*Problem*.
When you reach the line in the data below that contains "pub fn read_info(buffer: &[u8])", please start repeating lines exactly, and stop after the line that contains "let mut taggs = Vec::new();", repeating nothing else.

Records from a data collection:
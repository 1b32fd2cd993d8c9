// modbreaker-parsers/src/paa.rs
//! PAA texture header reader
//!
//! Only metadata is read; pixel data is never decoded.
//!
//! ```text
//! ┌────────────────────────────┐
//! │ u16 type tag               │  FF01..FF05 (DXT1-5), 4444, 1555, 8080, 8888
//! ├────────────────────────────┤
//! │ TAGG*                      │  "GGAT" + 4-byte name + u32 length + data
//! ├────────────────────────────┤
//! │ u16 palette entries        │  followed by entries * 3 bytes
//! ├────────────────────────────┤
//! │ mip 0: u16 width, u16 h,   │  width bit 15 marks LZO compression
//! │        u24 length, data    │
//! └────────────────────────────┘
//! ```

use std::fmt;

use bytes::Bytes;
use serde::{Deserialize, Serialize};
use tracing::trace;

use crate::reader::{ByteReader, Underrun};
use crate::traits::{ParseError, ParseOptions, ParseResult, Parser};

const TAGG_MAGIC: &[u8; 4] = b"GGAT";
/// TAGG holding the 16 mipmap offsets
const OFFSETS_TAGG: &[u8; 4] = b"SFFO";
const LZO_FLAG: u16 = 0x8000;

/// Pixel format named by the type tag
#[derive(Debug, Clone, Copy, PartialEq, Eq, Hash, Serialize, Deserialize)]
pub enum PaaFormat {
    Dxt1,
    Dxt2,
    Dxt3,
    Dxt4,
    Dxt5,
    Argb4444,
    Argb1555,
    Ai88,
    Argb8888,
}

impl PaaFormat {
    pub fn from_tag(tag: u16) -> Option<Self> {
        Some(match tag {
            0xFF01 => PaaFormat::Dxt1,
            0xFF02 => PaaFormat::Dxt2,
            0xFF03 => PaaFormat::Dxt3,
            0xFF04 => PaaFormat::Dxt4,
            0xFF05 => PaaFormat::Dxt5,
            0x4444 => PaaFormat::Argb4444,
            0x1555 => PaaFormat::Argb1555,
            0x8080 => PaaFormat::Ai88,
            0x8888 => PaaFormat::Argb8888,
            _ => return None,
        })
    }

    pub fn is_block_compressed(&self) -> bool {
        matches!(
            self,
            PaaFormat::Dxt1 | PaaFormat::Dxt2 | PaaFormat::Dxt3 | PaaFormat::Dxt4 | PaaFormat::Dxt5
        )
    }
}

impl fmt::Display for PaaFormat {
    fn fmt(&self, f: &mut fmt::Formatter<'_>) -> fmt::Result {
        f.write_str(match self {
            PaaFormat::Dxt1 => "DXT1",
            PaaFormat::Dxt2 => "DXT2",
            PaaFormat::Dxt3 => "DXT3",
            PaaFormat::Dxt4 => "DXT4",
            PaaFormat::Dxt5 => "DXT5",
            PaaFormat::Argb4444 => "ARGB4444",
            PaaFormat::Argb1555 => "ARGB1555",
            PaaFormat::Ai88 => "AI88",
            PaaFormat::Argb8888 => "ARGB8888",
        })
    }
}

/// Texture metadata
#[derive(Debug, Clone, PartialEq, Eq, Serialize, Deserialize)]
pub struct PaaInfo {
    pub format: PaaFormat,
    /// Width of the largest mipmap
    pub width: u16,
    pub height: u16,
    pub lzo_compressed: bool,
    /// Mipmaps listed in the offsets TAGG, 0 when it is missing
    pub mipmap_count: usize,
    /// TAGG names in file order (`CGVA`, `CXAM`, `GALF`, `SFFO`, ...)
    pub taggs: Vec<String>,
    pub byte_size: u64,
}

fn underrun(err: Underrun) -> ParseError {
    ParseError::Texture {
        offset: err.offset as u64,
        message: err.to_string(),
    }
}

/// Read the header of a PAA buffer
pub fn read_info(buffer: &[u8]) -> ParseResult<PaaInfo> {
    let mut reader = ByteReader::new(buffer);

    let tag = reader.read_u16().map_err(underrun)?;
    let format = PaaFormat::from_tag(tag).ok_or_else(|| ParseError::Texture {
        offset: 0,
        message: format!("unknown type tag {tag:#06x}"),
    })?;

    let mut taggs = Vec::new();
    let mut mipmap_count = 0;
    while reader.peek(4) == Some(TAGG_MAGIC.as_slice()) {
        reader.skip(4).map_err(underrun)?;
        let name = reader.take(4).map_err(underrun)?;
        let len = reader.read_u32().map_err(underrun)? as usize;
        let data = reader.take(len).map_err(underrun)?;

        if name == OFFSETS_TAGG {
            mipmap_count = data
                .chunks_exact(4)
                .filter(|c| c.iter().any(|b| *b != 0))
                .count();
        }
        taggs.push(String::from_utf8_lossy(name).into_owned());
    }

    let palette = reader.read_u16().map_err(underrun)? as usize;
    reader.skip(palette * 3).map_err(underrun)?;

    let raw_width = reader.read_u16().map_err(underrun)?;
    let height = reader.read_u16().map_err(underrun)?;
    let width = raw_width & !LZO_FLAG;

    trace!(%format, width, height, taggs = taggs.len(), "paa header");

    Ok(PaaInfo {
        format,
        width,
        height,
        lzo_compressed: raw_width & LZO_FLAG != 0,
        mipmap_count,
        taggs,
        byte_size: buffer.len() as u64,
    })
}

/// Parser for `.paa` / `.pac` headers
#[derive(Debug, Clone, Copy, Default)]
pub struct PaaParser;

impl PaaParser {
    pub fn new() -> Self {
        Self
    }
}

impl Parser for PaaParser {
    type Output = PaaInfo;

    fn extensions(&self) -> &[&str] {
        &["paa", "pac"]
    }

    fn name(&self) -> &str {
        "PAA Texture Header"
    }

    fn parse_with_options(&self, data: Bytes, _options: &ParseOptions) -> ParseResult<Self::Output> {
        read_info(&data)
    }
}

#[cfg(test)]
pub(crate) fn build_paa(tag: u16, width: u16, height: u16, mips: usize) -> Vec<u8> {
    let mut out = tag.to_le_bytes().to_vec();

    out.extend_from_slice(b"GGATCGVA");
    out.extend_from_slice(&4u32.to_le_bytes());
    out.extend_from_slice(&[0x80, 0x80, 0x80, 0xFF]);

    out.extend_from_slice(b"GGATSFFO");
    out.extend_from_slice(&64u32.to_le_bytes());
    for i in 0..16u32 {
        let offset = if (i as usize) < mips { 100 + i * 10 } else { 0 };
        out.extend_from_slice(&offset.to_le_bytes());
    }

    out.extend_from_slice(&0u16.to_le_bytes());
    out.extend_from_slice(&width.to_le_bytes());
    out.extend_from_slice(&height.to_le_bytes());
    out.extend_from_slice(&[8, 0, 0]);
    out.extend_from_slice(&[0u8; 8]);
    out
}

...

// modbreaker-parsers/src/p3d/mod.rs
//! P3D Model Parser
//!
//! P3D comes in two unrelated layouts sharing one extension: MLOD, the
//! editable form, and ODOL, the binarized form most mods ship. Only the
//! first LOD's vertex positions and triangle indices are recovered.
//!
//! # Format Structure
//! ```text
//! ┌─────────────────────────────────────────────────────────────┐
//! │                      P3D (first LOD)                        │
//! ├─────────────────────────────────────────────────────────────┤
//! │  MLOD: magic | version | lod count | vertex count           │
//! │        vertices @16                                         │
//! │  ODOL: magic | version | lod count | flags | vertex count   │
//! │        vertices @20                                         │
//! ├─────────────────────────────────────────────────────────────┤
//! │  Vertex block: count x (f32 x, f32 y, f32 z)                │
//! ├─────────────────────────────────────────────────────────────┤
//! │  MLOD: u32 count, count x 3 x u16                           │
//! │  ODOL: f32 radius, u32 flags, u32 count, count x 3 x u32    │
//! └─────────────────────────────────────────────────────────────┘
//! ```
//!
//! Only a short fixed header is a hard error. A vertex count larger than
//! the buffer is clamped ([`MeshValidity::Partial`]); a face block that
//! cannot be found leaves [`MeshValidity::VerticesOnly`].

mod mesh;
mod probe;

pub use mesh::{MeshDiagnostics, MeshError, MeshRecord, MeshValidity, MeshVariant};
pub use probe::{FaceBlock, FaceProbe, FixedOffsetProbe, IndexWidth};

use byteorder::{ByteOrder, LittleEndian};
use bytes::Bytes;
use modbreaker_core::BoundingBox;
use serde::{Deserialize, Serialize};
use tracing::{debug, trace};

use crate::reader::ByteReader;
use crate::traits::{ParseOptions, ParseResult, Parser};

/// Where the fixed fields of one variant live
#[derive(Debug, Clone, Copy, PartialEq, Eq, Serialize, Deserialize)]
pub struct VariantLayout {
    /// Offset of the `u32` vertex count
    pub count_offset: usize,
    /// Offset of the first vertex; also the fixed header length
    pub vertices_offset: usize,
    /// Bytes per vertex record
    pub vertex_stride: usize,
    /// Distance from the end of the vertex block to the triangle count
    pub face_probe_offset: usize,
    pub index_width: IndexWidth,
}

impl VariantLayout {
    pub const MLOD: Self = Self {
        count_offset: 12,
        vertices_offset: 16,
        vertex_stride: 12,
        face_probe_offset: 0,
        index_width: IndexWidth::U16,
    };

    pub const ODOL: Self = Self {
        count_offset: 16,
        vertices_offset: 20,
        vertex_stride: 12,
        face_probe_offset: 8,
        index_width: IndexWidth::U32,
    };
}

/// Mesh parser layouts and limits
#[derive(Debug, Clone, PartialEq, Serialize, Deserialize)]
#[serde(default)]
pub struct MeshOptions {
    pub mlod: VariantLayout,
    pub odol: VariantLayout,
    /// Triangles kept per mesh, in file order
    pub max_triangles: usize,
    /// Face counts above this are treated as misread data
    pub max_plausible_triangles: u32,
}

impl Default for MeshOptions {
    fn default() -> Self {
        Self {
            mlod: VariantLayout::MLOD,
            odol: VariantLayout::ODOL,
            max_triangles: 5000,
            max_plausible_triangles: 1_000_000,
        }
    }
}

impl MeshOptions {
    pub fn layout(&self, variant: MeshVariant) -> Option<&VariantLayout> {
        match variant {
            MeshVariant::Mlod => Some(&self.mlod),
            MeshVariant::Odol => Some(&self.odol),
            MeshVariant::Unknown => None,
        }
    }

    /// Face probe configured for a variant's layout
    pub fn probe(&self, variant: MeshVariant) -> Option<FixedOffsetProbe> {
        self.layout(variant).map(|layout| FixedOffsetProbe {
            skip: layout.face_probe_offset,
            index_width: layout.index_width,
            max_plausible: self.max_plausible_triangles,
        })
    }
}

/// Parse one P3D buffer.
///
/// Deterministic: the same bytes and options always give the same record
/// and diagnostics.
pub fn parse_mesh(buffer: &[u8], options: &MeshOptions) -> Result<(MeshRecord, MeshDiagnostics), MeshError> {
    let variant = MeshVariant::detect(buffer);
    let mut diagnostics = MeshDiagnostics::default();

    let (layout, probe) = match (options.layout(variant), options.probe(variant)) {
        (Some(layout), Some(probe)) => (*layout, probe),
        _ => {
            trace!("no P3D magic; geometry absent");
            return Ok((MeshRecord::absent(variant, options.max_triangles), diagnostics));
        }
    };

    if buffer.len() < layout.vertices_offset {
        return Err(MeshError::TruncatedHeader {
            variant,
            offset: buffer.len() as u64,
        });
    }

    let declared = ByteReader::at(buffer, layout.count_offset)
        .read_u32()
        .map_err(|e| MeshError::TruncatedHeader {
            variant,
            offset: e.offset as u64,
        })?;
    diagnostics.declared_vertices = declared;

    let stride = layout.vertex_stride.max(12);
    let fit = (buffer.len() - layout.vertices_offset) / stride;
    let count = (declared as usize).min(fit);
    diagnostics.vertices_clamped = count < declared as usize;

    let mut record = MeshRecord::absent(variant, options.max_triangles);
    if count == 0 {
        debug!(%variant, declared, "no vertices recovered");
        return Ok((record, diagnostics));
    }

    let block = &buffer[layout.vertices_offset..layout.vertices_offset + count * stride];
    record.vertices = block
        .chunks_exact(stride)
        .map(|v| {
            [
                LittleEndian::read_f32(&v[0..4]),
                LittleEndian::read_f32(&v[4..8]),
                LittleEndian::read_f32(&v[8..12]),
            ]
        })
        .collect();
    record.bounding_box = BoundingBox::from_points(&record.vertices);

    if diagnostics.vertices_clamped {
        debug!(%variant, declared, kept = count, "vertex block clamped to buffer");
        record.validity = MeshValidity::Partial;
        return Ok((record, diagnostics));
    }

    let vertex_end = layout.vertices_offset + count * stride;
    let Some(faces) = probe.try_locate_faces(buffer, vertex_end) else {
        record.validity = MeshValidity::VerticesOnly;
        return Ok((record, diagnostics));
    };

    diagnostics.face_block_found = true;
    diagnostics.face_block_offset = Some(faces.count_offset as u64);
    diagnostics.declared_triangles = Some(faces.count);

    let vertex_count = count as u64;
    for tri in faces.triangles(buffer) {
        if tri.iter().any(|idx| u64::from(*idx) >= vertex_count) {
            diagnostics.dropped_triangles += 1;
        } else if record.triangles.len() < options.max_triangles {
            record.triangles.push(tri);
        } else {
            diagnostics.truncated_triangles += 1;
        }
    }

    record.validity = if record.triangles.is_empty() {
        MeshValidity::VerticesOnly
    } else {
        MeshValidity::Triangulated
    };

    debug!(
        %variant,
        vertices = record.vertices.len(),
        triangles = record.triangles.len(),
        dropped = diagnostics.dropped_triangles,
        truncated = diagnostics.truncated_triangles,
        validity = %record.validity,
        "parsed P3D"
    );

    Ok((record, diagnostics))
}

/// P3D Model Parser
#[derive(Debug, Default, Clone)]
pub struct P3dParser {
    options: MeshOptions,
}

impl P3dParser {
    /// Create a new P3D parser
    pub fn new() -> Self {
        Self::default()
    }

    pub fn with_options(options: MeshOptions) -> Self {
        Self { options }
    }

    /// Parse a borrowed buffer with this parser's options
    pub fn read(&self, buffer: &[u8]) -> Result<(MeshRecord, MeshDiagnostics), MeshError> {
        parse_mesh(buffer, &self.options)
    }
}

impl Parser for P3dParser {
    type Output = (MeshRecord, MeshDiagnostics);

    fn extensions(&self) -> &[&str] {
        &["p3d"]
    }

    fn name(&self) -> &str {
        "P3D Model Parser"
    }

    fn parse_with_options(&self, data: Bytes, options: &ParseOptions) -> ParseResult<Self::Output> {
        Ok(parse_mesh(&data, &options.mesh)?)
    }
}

*Result of the exercise*.
pub fn read_info(buffer: &[u8]) -> ParseResult<PaaInfo> {
    let mut reader = ByteReader::new(buffer);

    let tag = reader.read_u16().map_err(underrun)?;
    let format = PaaFormat::from_tag(tag).ok_or_else(|| ParseError::Texture {
        offset: 0,
        message: format!("unknown type tag {tag:#06x}"),
    })?;

    let mut taggs = Vec::new();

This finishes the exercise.